One database stores details of individuals employed by a client, the other stores details of individuals employed by us. We have one application that only the client has access to (hence, only their database is a connection for), and another application where both the client and some of our employees have access. For that application we use two connections, with the second connection database containing the internal employees who need access.

And does your application allow signups?

No.

1 Like

@s.whitaker Thanks for clarifying.

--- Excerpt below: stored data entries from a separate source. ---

// This Source Code Form is subject to the terms of the Mozilla Public
// License, v. 2.0. If a copy of the MPL was not distributed with this
// file, You can obtain one at https://mozilla.org/MPL/2.0/.

//! # Scanner-Lite Placement
//!
//! Placement repeaters for ring-shaped detector geometries.
//!
//! A repeater turns one position and orientation of an object into an ordered
//! list of [`Placement`]s, one per copy. The [`AngularRepeater`] arranges
//! copies around an axis, with a periodic shift along the axis and optional
//! block exclusion. The [`LinearRepeater`] spaces copies along a vector and the
//! [`CubicArrayRepeater`] lays them out on a 3D grid.
//! A [`RepeaterChain`] feeds the output of one repeater into the next.
//!
//! Repeaters only compute transforms. Volumes, overlap checks and any text
//! format for the configuration belong to the caller.
//!
//! ```
//! use scanner_lite_placement::{
//!     AngularRepeater, AngularRepeaterConfig, ObjectHandle, Point3, Rotation3,
//! };
//!
//! let config = AngularRepeaterConfig { repeat_count: 4, ..Default::default() };
//! let ring = AngularRepeater::new("ring", ObjectHandle::new("block"), config).unwrap();
//!
//! let mut placements = Vec::new();
//! ring.push_placements(&Rotation3::identity(), &Point3::new(100.0, 0.0, 0.0), 0.0, &mut placements);
//! assert_eq!(placements.len(), 4);
//! ```

pub mod angular;
pub mod axis;
pub mod cubic_array;
pub mod error;
pub mod linear;
pub mod placement;
pub mod repeater;
pub mod sequence;

// Re-export nalgebra types for convenience
pub use nalgebra::{Point3, Rotation3, Vector3};

pub use angular::{AngularRepeater, AngularRepeaterConfig};
pub use axis::AxisFrame;
pub use cubic_array::{CubicArrayRepeater, CubicArrayRepeaterConfig};
pub use error::{Error, Result};
pub use linear::{LinearRepeater, LinearRepeaterConfig};
pub use placement::{ObjectHandle, Placement, PlacementQueue, PlacementSink};
pub use repeater::{PlacementGenerator, Repeater, RepeaterChain};
pub use sequence::{AngularPitch, EXCLUDE_SLOTS, MODULO_MAX, NO_EXCLUSION};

I see your point, and definitely a valid use case (in most cases employees are in an AD/directory, therefore didn’t think of this one yet, but makes sense, absolutely).

So, in this case, if the email address domain of your employees is always clear, such as always being @yourcompany.com, then you could simply use this connection resolver:

(Note: this requires Lock = the Classic login widget, not the New Universal Login / ULP).

That surprises me, given that the UI in applications/[app ID]/connections allows multiple database connections to be selected.

It’s possible to select because it works fine if you specify the connection based on certain logic for the Lock widget.

allowedConnections: see docs
or
defaultDatabaseConnection: see docs
or the mentioned ConnectionResolver above.

(But using these first two parameters isn’t applicable for your use case.)

So, let me know if above mentioned ConnectionResolver will work for you. If not, I see another solution, which is to federate the Auth0 tenant via custom SAML or OpenID Connect connection to itself. In this way, you can have regular username/password fields for end customers, and a button “Login with Employee Credentials” for employees.
It’s then even possible to detect which login to use based on your company’s domain and then offer the right button to the user once he enters a company email address and hide the email/password field for end users, which is called Home Realm Discovery

Do you get the idea? Might be a bit complex with just textual description - I can try to sketch this up later today or tomorrow. But maybe the first suggestion with the ConnectionResolver already works for you.

Yeah, we use a G Suite Enterprise connection for regular employee-only apps, but for this one we need only a specific subset of employees able to access the application.

We’re still on the classic login widget, so the link you sent looks good! I’ll take a look and let you know how I get on. Thanks!

1 Like

OK, I can see that the connection resolver approach would work, but I’m loath to do it. We’d end up with code in our login page HTML at https://manage.auth0.com/dashboard/eu/[our org]/login_page that would be non-trivial and outside source control. I can see someone inadvertently breaking this in a few months’ time and leaving us completely in the dark.

Note that there are extensions that allow to serve the login page code via github, bitbucket or gitlab.

This topic was automatically closed 15 days after the last reply. New replies are no longer allowed.